### TASK TO COMPLETE
Repeat exactly the lines of the listing from the line containing "self.pattern = pattern.into();" through its last line, and nothing beyond them.

****

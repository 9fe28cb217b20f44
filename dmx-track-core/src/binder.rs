//! Channel binding
//!
//! Maps channel indices to opaque host handles through an injected
//! [`ChannelResolver`]. The core never inspects the host scene; whoever
//! supplies the resolver decides what a channel binds to.

use crate::config::ScaleConfig;
use crate::types::{PipelineError, Result};
use std::collections::{BTreeMap, HashMap};

/// Resolves a channel index to a host handle
///
/// Returning `None` marks the channel unresolved; this is a normal outcome.
pub trait ChannelResolver {
    type Handle;

    fn resolve(&mut self, channel_index: usize) -> Option<Self::Handle>;
}

/// Closures work as ad-hoc resolvers
impl<H, F> ChannelResolver for F
where
    F: FnMut(usize) -> Option<H>,
{
    type Handle = H;

    fn resolve(&mut self, channel_index: usize) -> Option<H> {
        self(channel_index)
    }
}

/// Association of one channel with a host handle
#[derive(Debug, Clone, PartialEq)]
pub struct Binding<H> {
    pub channel_index: usize,
    pub handle: H,
    pub scale_multiplier: f64,
}

/// Result of binding a table's channels
#[derive(Debug, Clone)]
pub struct ChannelBindings<H> {
    /// Resolved channels, ordered by channel index
    pub bound: BTreeMap<usize, Binding<H>>,
    /// Channels the resolver could not place, in ascending order
    pub unresolved: Vec<usize>,
}

impl<H> ChannelBindings<H> {
    pub fn len(&self) -> usize {
        self.bound.len()
    }

    pub fn is_empty(&self) -> bool {
        self.bound.is_empty()
    }

    /// Bindings in ascending channel order
    pub fn iter(&self) -> impl Iterator<Item = &Binding<H>> {
        self.bound.values()
    }
}

/// Bind every channel named in `channel_names`
///
/// Fails with [`PipelineError::NoBindings`] only when no channel resolves.
pub fn bind<R>(
    channel_names: &[String],
    resolver: &mut R,
    scale: &ScaleConfig,
) -> Result<ChannelBindings<R::Handle>>
where
    R: ChannelResolver,
{
    let mut bound = BTreeMap::new();
    let mut unresolved = Vec::new();

    for (channel_index, name) in channel_names.iter().enumerate() {
        match resolver.resolve(channel_index) {
            Some(handle) => {
                log::trace!("Bound channel {} ({})", channel_index, name);
                bound.insert(
                    channel_index,
                    Binding {
                        channel_index,
                        handle,
                        scale_multiplier: scale.multiplier_for(channel_index),
                    },
                );
            }
            None => {
                log::warn!("Channel {} ({}) is unresolved, skipping", channel_index, name);
                unresolved.push(channel_index);
            }
        }
    }

    if bound.is_empty() {
        return Err(PipelineError::NoBindings {
            channels: channel_names.len(),
        });
    }

    log::info!(
        "Bound {} of {} channels ({} unresolved)",
        bound.len(),
        channel_names.len(),
        unresolved.len()
    );

    Ok(ChannelBindings { bound, unresolved })
}

/// Placeholder replaced by the channel index in a label pattern
pub const INDEX_PLACEHOLDER: &str = "{i}";

/// Default label pattern for scene objects driven by channel `i`
pub const DEFAULT_LABEL_PATTERN: &str = "PointLight{i}";

/// Substitute a channel index into a label pattern
pub fn label_for_pattern(pattern: &str, channel_index: usize) -> String {
    pattern.replace(INDEX_PLACEHOLDER, &channel_index.to_string())
}

/// Resolves channels by formatting a label and looking it up in a name map
///
/// The map comes from the host side (for example, the labels of lights found
/// in a scene). With the default pattern, channel 3 resolves to whatever
/// the map stores under `PointLight3`.
#[derive(Debug, Clone)]
pub struct NameMapResolver<H> {
    pattern: String,
    handles: HashMap<String, H>,
}

impl<H: Clone> NameMapResolver<H> {
    pub fn new(handles: HashMap<String, H>) -> Self {
        Self {
            pattern: DEFAULT_LABEL_PATTERN.to_string(),
            handles,
        }
    }

    /// Builder method: set the label pattern (must contain `{i}`)
    pub fn with_pattern(mut self, pattern: impl Into<String>) -> Self {
        self.pattern = pattern.into();
        self
    }

    /// Label the pattern produces for a channel
    pub fn label_for(&self, channel_index: usize) -> String {
        label_for_pattern(&self.pattern, channel_index)
    }
}

impl<H: Clone> ChannelResolver for NameMapResolver<H> {
    type Handle = H;

    fn resolve(&mut self, channel_index: usize) -> Option<H> {
        self.handles.get(&self.label_for(channel_index)).cloned()
    }
}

****

### WRITTEN RESPONSE
        self.pattern = pattern.into();
        self
    }

    /// Label the pattern produces for a channel
    pub fn label_for(&self, channel_index: usize) -> String {
        label_for_pattern(&self.pattern, channel_index)
    }
}

impl<H: Clone> ChannelResolver for NameMapResolver<H> {
    type Handle = H;

    fn resolve(&mut self, channel_index: usize) -> Option<H> {
        self.handles.get(&self.label_for(channel_index)).cloned()
    }
}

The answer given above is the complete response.